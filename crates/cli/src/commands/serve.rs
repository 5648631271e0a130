//! `brainstem serve` — start the coordination gateway.

use anyhow::Context;
use std::path::Path;
use tracing::info;

pub async fn run(path: &Path, port: Option<u16>) -> anyhow::Result<()> {
    let mut config = brainstem_config::AppConfig::load_from(path)
        .with_context(|| format!("failed to load {}", path.display()))?;

    if let Some(port) = port {
        config.gateway.port = port;
    }

    info!(
        workflows = config.workflows.len(),
        agents = config.agents.len(),
        "Starting Brainstem"
    );

    brainstem_gateway::start(config)
        .await
        .map_err(|e| anyhow::anyhow!("gateway failed: {e}"))
}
══════
*Goal of the exercise*. The whole of the data is to be returned with every line intact.

*Exercise solution*.
filename crates/cli/src/commands/serve.rs
repository 5648631271e0a130
//! `brainstem serve` — start the coordination gateway.

use anyhow::Context;
use std::path::Path;
use tracing::info;

pub async fn run(path: &Path, port: Option<u16>) -> anyhow::Result<()> {
    let mut config = brainstem_config::AppConfig::load_from(path)
        .with_context(|| format!("failed to load {}", path.display()))?;

    if let Some(port) = port {
        config.gateway.port = port;
    }

    info!(
        workflows = config.workflows.len(),
        agents = config.agents.len(),
        "Starting Brainstem"
    );

    brainstem_gateway::start(config)
        .await
        .map_err(|e| anyhow::anyhow!("gateway failed: {e}"))
}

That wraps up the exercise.